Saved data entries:
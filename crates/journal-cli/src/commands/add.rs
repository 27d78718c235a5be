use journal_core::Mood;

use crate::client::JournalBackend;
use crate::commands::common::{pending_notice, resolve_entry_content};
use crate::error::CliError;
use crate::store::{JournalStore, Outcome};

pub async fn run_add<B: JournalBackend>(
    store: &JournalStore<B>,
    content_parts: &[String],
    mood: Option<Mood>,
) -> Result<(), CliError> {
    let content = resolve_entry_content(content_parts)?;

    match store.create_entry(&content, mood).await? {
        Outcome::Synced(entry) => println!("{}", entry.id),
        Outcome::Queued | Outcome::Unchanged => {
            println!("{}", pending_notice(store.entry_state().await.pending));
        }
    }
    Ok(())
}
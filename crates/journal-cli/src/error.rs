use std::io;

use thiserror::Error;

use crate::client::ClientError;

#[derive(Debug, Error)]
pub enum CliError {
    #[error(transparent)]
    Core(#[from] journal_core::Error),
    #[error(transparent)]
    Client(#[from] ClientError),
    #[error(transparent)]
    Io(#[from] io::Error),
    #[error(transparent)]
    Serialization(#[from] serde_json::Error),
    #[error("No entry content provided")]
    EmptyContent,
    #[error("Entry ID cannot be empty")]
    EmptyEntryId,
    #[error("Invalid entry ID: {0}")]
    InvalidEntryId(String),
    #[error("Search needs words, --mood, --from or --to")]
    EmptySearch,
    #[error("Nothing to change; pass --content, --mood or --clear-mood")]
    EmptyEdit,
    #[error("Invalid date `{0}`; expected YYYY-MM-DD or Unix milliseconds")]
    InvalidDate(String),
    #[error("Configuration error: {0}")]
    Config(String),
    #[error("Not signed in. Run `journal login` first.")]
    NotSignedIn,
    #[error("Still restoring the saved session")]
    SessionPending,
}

▶ YOUR TASK
Print the records again, exactly as they stand above.

▶ OUTPUT FOR THIS TASK
filename crates/journal-cli/src/commands/add.rs
repository 27d78718c235a5be
use journal_core::Mood;

use crate::client::JournalBackend;
use crate::commands::common::{pending_notice, resolve_entry_content};
use crate::error::CliError;
use crate::store::{JournalStore, Outcome};

pub async fn run_add<B: JournalBackend>(
    store: &JournalStore<B>,
    content_parts: &[String],
    mood: Option<Mood>,
) -> Result<(), CliError> {
    let content = resolve_entry_content(content_parts)?;

    match store.create_entry(&content, mood).await? {
        Outcome::Synced(entry) => println!("{}", entry.id),
        Outcome::Queued | Outcome::Unchanged => {
            println!("{}", pending_notice(store.entry_state().await.pending));
        }
    }
    Ok(())
}
filename crates/journal-cli/src/error.rs
use std::io;

use thiserror::Error;

use crate::client::ClientError;

#[derive(Debug, Error)]
pub enum CliError {
    #[error(transparent)]
    Core(#[from] journal_core::Error),
    #[error(transparent)]
    Client(#[from] ClientError),
    #[error(transparent)]
    Io(#[from] io::Error),
    #[error(transparent)]
    Serialization(#[from] serde_json::Error),
    #[error("No entry content provided")]
    EmptyContent,
    #[error("Entry ID cannot be empty")]
    EmptyEntryId,
    #[error("Invalid entry ID: {0}")]
    InvalidEntryId(String),
    #[error("Search needs words, --mood, --from or --to")]
    EmptySearch,
    #[error("Nothing to change; pass --content, --mood or --clear-mood")]
    EmptyEdit,
    #[error("Invalid date `{0}`; expected YYYY-MM-DD or Unix milliseconds")]
    InvalidDate(String),
    #[error("Configuration error: {0}")]
    Config(String),
    #[error("Not signed in. Run `journal login` first.")]
    NotSignedIn,
    #[error("Still restoring the saved session")]
    SessionPending,
}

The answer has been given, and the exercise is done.